Acquiring AmericInn makes Wyndham 20-brands strong, and giving it a firmer grasp in the midscale space; the economy segment, which includes such brands as Super 8 and Microtel, is where Ballotti said they are most distributed in the Upper Midwest. Adding AmericInn gives Wyndham a broader footprint in the region in the midscale space.
Wyndham acquired the Super 8 brand, which was born in Aberdeen, S.D., in 1993, and is now the largest economy brand in North America and China, where it has more than 1,000 hotels.
"In the Upper Midwest, we are dominant in economy and growing in midscale," Ballotti said. Wyndham currently has 1,500 midscale hotels and this deal would take them up to 1700 "of real quality construction, amenities and services," he said.
Buy or Build
Debating whether to launch or acquire a brand is a process all global hotel companies go through. Hilton, for one, made a splash when it announced last year its Tru brand, with its first opening in Oklahoma City. The midscale brand has more than 425 hotels in various stages of development, Hilton says. In the case of Wyndham, acquisition won the day, likely because Wyndham already has strong brands in the segment. This was a complement and as much a regional play as a brands play.
"It takes a long time to establish the awareness and equity of a new brand and this brand has been around for more than 35 years," Ballotti said. The AmericInn brand is popular with what Ballotti called "blue-collar business" and leisure, alike.
Ballotti, who is on the road in Minnesota this week meeting with current AmericInn franchisees to, as he said, "prove themselves," is buoyant over the prospects of folding in AmericInn. "The brand is exceptional quality with a story that fit for us in the Upper Midwest," Ballotti said. "There is a lot of excitement about what Wyndham can add to [the brand's] scale, distribution, sales and marketing loyalty and technology—everything that comes along with being in our family."
Many of AmericInn's existing franchisees also own Wyndham brands.
Bulking up the quality of Wyndham's brands was at the forefront of the deal, according to Ballotti, who is known to be very hands-on when it comes to quality control issues. "We have been talking a lot about our focus on quality and have got zeroed in on improving the quality of all of our brands," he said.

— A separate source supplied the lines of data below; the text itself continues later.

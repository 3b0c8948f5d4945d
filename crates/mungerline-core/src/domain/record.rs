use serde::{Deserialize, Serialize};

use crate::{MarketKind, ProviderId, Ticker, UtcDateTime, ValidationError};

/// Where an observed value came from.
#[derive(Debug, Clone, Copy, PartialEq, Eq, Hash, Serialize, Deserialize)]
#[serde(rename_all = "snake_case")]
pub enum ValueOrigin {
    TrailingPe,
    ForwardPe,
    ReportedGrowth,
    NetIncomeCagr,
    NetIncomeLinear,
}

/// Why a configured constant stands in for upstream data.
#[derive(Debug, Clone, Copy, PartialEq, Eq, Hash, Serialize, Deserialize)]
#[serde(rename_all = "snake_case")]
pub enum DefaultReason {
    NoGrowthData,
    NoPeData,
}

impl DefaultReason {
    pub const fn as_str(self) -> &'static str {
        match self {
            Self::NoGrowthData => "no_growth_data",
            Self::NoPeData => "no_pe_data",
        }
    }
}

/// A value tagged with whether it was observed upstream or assumed.
#[derive(Debug, Clone, Copy, PartialEq, Serialize, Deserialize)]
#[serde(tag = "kind", rename_all = "snake_case")]
pub enum Sourced<T> {
    Observed { value: T, origin: ValueOrigin },
    Defaulted { value: T, reason: DefaultReason },
}

impl<T: Copy> Sourced<T> {
    pub const fn observed(value: T, origin: ValueOrigin) -> Self {
        Self::Observed { value, origin }
    }

    pub const fn defaulted(value: T, reason: DefaultReason) -> Self {
        Self::Defaulted { value, reason }
    }

    pub fn value(&self) -> T {
        match self {
            Self::Observed { value, .. } | Self::Defaulted { value, .. } => *value,
        }
    }

    pub fn is_defaulted(&self) -> bool {
        matches!(self, Self::Defaulted { .. })
    }

    pub fn origin(&self) -> Option<ValueOrigin> {
        match self {
            Self::Observed { origin, .. } => Some(*origin),
            Self::Defaulted { .. } => None,
        }
    }
}

/// Daily close used for charting only.
#[derive(Debug, Clone, Copy, PartialEq, Serialize, Deserialize)]
pub struct PricePoint {
    pub ts: UtcDateTime,
    pub close: f64,
}

/// One fiscal year of reported net income.
#[derive(Debug, Clone, Copy, PartialEq, Serialize, Deserialize)]
pub struct AnnualNetIncome {
    pub fiscal_year: i32,
    pub net_income: f64,
}

impl AnnualNetIncome {
    pub const fn new(fiscal_year: i32, net_income: f64) -> Self {
        Self {
            fiscal_year,
            net_income,
        }
    }
}

/// Canonical normalized quote consumed by the regression engine.
#[derive(Debug, Clone, PartialEq, Serialize, Deserialize)]
pub struct QuoteRecord {
    pub ticker: Ticker,
    pub market: MarketKind,
    pub provider: ProviderId,
    pub display_name: String,
    pub price: f64,
    pub currency: String,
    pub trailing_pe: Sourced<f64>,
    pub growth_rate: Sourced<f64>,
    #[serde(default, skip_serializing_if = "Option::is_none")]
    pub price_history: Option<Vec<PricePoint>>,
    pub fetched_at: UtcDateTime,
}

impl QuoteRecord {
    #[allow(clippy::too_many_arguments)]
    pub fn new(
        ticker: Ticker,
        provider: ProviderId,
        display_name: Option<String>,
        price: f64,
        currency: impl AsRef<str>,
        trailing_pe: Sourced<f64>,
        growth_rate: Sourced<f64>,
        price_history: Option<Vec<PricePoint>>,
    ) -> Result<Self, ValidationError> {
        validate_positive("price", price)?;
        validate_finite("trailing_pe", trailing_pe.value())?;
        validate_finite("growth_rate", growth_rate.value())?;

        let display_name = display_name
            .map(|name| name.trim().to_owned())
            .filter(|name| !name.is_empty())
            .unwrap_or_else(|| ticker.as_str().to_owned());

        Ok(Self {
            market: ticker.market(),
            ticker,
            provider,
            display_name,
            price,
            currency: validate_currency_code(currency.as_ref())?,
            trailing_pe,
            growth_rate,
            price_history: price_history.map(sort_history),
            fetched_at: UtcDateTime::now(),
        })
    }

    /// True when either engine input is an assumption rather than upstream data.
    pub fn has_defaults(&self) -> bool {
        self.trailing_pe.is_defaulted() || self.growth_rate.is_defaulted()
    }
}

/// What could still be shown when earnings data is too thin to analyze.
#[derive(Debug, Clone, PartialEq, Serialize, Deserialize)]
pub struct PartialQuote {
    pub ticker: String,
    pub display_name: String,
    pub price: f64,
    pub currency: String,
    #[serde(default, skip_serializing_if = "Option::is_none")]
    pub price_history: Option<Vec<PricePoint>>,
}

pub fn validate_currency_code(value: &str) -> Result<String, ValidationError> {
    let is_valid = value.len() == 3 && value.bytes().all(|byte| byte.is_ascii_uppercase());
    if is_valid {
        Ok(value.to_owned())
    } else {
        Err(ValidationError::InvalidCurrency {
            value: value.to_owned(),
        })
    }
}

fn validate_finite(field: &'static str, value: f64) -> Result<(), ValidationError> {
    if value.is_finite() {
        Ok(())
    } else {
        Err(ValidationError::NonFiniteValue { field })
    }
}

fn validate_positive(field: &'static str, value: f64) -> Result<(), ValidationError> {
    validate_finite(field, value)?;
    if value > 0.0 {
        Ok(())
    } else {
        Err(ValidationError::NonPositiveValue { field })
    }
}

/// Orders closes ascending by timestamp and keeps the last close per timestamp.
pub(crate) fn sort_history(mut points: Vec<PricePoint>) -> Vec<PricePoint> {
    points.retain(|point| point.close.is_finite() && point.close > 0.0);
    points.sort_by_key(|point| point.ts);
    points.dedup_by(|later, earlier| {
        if later.ts == earlier.ts {
            earlier.close = later.close;
            true
        } else {
            false
        }
    });
    points
}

Eighty-five percent of AmericInn hotels, according to Ballotti, are rated four stars or above on TripAdvisor. "They get exceptional guest-satisfaction scores. The brand has a great service ethos and promise," Ballotti continued, noting guests' "love for the breakfast," and new brand additions like triple sheeting and Serta Perfect Sleeper mattresses.
According to the press release of the announcement, AmericInn's current U.S. pipeline stands at 23 hotels, a number that could now be boosted under the auspice of Wyndham.
"We are under penetrated in areas like North and South Dakota, and we are looking to grow in states like Illinois and Nebraska," Ballotti said. "Now that the brand is plugged into our franchise sales system, we will see the power and scope and [likely] expansion outside of the heartland."
One of the major benefits AmericInn franchisees will have is plugging into the Wyndham Rewards loyalty program, a robust program, which counts more than 50 million members. Ballotti noted AmericInn's Easy Rewards program, which has around 600,000 members and has a "strong following," he said. "Franchisees are asking how soon can we join the loyalty program," Ballotti added, the answer likely sometime in 2018.
The acquisition also included the management arm of Northcott Hospitality and it's still unclear what Wyndham will do with it once the deal closes. "We’ve been growing with our management company business in the U.S. over the past few years," Ballotti did say.
AmericInn is the latest addition to Wyndham Hotel Group’s portfolio of brands following last month’s launch of The Trademark Hotel Collection, a new concept for upper-midscale-and-above independent hotels. Late last year, the company acquired Fen Hotels and its Dazzler Hotels and Esplendor Boutique lifestyle brands, expanding its presence and management business in Latin America.